**Exercise:** Select and copy out every line in the records containing "reference".

### Material for this exercise

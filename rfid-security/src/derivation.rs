//! Tag derivation from static secrets and the counter triple
//!
//! A tag is the first [`TAG_BYTES`] bytes of
//! `SHA-256(secret || init*step || limit+step || step+limit-init)`, where the
//! three numbers are rendered as signed decimal text, encoded as lower-case
//! hex. Any change of the counters changes the tag; computing it requires the
//! secret.

use crate::constants::{
    COUNTER_SEPARATOR, DEFAULT_HANDSHAKE_SECRET, DEFAULT_OPERATIONAL_SECRET,
};
use sha2::{Digest, Sha256};
use std::fmt;

/// Number of digest bytes kept in a tag (32 hex characters)
pub const TAG_BYTES: usize = 16;

/// Derive a tag from a secret and a counter triple
pub fn derive_tag(secret: &str, init: u32, step: u32, limit: u32) -> String {
    let (init, step, limit) = (i64::from(init), i64::from(step), i64::from(limit));
    let part1 = init * step;
    let part2 = limit + step;
    let part3 = step + limit - init;

    let material = format!("{}{}{}{}", secret, part1, part2, part3);
    let digest = Sha256::digest(material.as_bytes());
    hex::encode(&digest[..TAG_BYTES])
}

/// Counter triple negotiated by a handshake
#[derive(Debug, Clone, Copy, PartialEq, Eq)]
pub struct CounterTriple {
    pub init: u32,
    pub step: u32,
    pub limit: u32,
}

impl CounterTriple {
    /// Create a new counter triple
    pub fn new(init: u32, step: u32, limit: u32) -> Self {
        Self { init, step, limit }
    }

    /// Parse `init:step:limit`
    ///
    /// Requires exactly two separators and three non-empty, all-digit,
    /// strictly positive fields that fit in `u32`. Anything else yields
    /// `None`.
    pub fn parse(text: &str) -> Option<Self> {
        if text.matches(COUNTER_SEPARATOR).count() != 2 {
            return None;
        }

        let mut fields = text.split(COUNTER_SEPARATOR).map(parse_positive);
        let init = fields.next()??;
        let step = fields.next()??;
        let limit = fields.next()??;

        Some(Self { init, step, limit })
    }

    /// Read `init:step:limit` the way the handshake hash is computed
    ///
    /// Each field contributes its leading decimal digits, clamped to `u32`;
    /// a missing or non-numeric field counts as zero. Never fails, so a
    /// claimed handshake hash can be checked before the counters are
    /// validated with [`CounterTriple::parse`].
    pub fn parse_lenient(text: &str) -> Self {
        let mut fields = text.split(COUNTER_SEPARATOR).map(leading_number);
        let mut next = || fields.next().unwrap_or(0);
        let (init, step, limit) = (next(), next(), next());
        Self { init, step, limit }
    }
}

fn leading_number(field: &str) -> u32 {
    field
        .trim_start()
        .bytes()
        .take_while(u8::is_ascii_digit)
        .fold(0u32, |acc, digit| {
            acc.saturating_mul(10).saturating_add(u32::from(digit - b'0'))
        })
}

fn parse_positive(field: &str) -> Option<u32> {
    if field.is_empty() || !field.bytes().all(|b| b.is_ascii_digit()) {
        return None;
    }
    field.parse::<u32>().ok().filter(|value| *value > 0)
}

impl fmt::Display for CounterTriple {
    fn fmt(&self, f: &mut fmt::Formatter<'_>) -> fmt::Result {
        write!(
            f,
            "{}{sep}{}{sep}{}",
            self.init,
            self.step,
            self.limit,
            sep = COUNTER_SEPARATOR
        )
    }
}

/// Static secret material for tag derivation
///
/// The handshake secret only authenticates handshakes; the operational secret
/// only derives rolling tags. The two are never mixed.
#[derive(Clone, PartialEq, Eq)]
pub struct SecretDerivation {
    handshake_secret: String,
    operational_secret: String,
}

impl SecretDerivation {
    /// Create a derivation context from the two secrets
    pub fn new(handshake_secret: impl Into<String>, operational_secret: impl Into<String>) -> Self {
        Self {
            handshake_secret: handshake_secret.into(),
            operational_secret: operational_secret.into(),
        }
    }

    /// Hash a handshake must claim for the given triple
    pub fn handshake_tag(&self, triple: &CounterTriple) -> String {
        derive_tag(&self.handshake_secret, triple.init, triple.step, triple.limit)
    }

    /// Rolling tag for the given counters
    pub fn operational_tag(&self, init: u32, step: u32, limit: u32) -> String {
        derive_tag(&self.operational_secret, init, step, limit)
    }
}

impl Default for SecretDerivation {
    fn default() -> Self {
        Self::new(DEFAULT_HANDSHAKE_SECRET, DEFAULT_OPERATIONAL_SECRET)
    }
}

impl fmt::Debug for SecretDerivation {
    fn fmt(&self, f: &mut fmt::Formatter<'_>) -> fmt::Result {
        f.debug_struct("SecretDerivation")
            .field("handshake_secret", &"<redacted>")
            .field("operational_secret", &"<redacted>")
            .finish()
    }
}

#[cfg(test)]
mod tests {
    use super::*;

    fn reference(material: &str) -> String {
        let digest = Sha256::digest(material.as_bytes());
        hex::encode(&digest[..16])
    }

    #[test]
    fn test_derive_tag_material() {
        // 1*2, 3+2, 2+3-1
        assert_eq!(derive_tag("k", 1, 2, 3), reference("k254"));
        // 996*14, 6698+14, 14+6698-996
        assert_eq!(
            derive_tag("secret", 996, 14, 6698),
            reference("secret1394467125716")
        );
    }

    #[test]
    fn test_derive_tag_negative_part() {
        // 10*1, 5+1, 1+5-10
        assert_eq!(derive_tag("k", 10, 1, 5), reference("k106-4"));
    }

    #[test]
    fn test_derive_tag_shape() {
        let tag = derive_tag("k", 10, 5, 100);
        assert_eq!(tag.len(), TAG_BYTES * 2);
        assert!(tag.chars().all(|c| c.is_ascii_hexdigit() && !c.is_ascii_uppercase()));
    }

    #[test]
    fn test_tag_changes_with_counters() {
        assert_ne!(derive_tag("k", 10, 5, 100), derive_tag("k", 15, 5, 100));
        assert_ne!(derive_tag("k", 10, 5, 100), derive_tag("j", 10, 5, 100));
    }

    #[test]
    fn test_parse_counter_triple() {
        assert_eq!(CounterTriple::parse("996:14:6698"), Some(CounterTriple::new(996, 14, 6698)));
        assert_eq!(CounterTriple::parse("10:5:100").unwrap().to_string(), "10:5:100");
    }

    #[test]
    fn test_parse_counter_triple_rejects() {
        for bad in [
            "", "10:5", "10:5:100:1", "10::100", ":5:100", "10:5:", "0:5:100", "10:0:100",
            "10:5:0", "-1:5:100", "+1:5:100", "1a:5:100", " 1:5:100", "10:5:99999999999",
        ] {
            assert_eq!(CounterTriple::parse(bad), None, "accepted {:?}", bad);
        }
    }

    #[test]
    fn test_parse_lenient() {
        assert_eq!(CounterTriple::parse_lenient("996:14:6698"), CounterTriple::new(996, 14, 6698));
        assert_eq!(CounterTriple::parse_lenient("10:5"), CounterTriple::new(10, 5, 0));
        assert_eq!(CounterTriple::parse_lenient("1a:x:99999999999"), CounterTriple::new(1, 0, u32::MAX));
        assert_eq!(CounterTriple::parse_lenient(""), CounterTriple::new(0, 0, 0));
    }

    #[test]
    fn test_secrets_are_separate() {
        let derivation = SecretDerivation::new("hs", "op");
        let triple = CounterTriple::new(10, 5, 100);
        assert_eq!(derivation.handshake_tag(&triple), derive_tag("hs", 10, 5, 100));
        assert_eq!(derivation.operational_tag(10, 5, 100), derive_tag("op", 10, 5, 100));
        assert_ne!(derivation.handshake_tag(&triple), derivation.operational_tag(10, 5, 100));
    }

    #[test]
    fn test_debug_redacts_secrets() {
        let rendered = format!("{:?}", SecretDerivation::new("hs-secret", "op-secret"));
        assert!(!rendered.contains("hs-secret"));
        assert!(!rendered.contains("op-secret"));
    }
}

######

**Answer:**
    fn reference(material: &str) -> String {
        assert_eq!(derive_tag("k", 1, 2, 3), reference("k254"));
            reference("secret1394467125716")
        assert_eq!(derive_tag("k", 10, 1, 5), reference("k106-4"));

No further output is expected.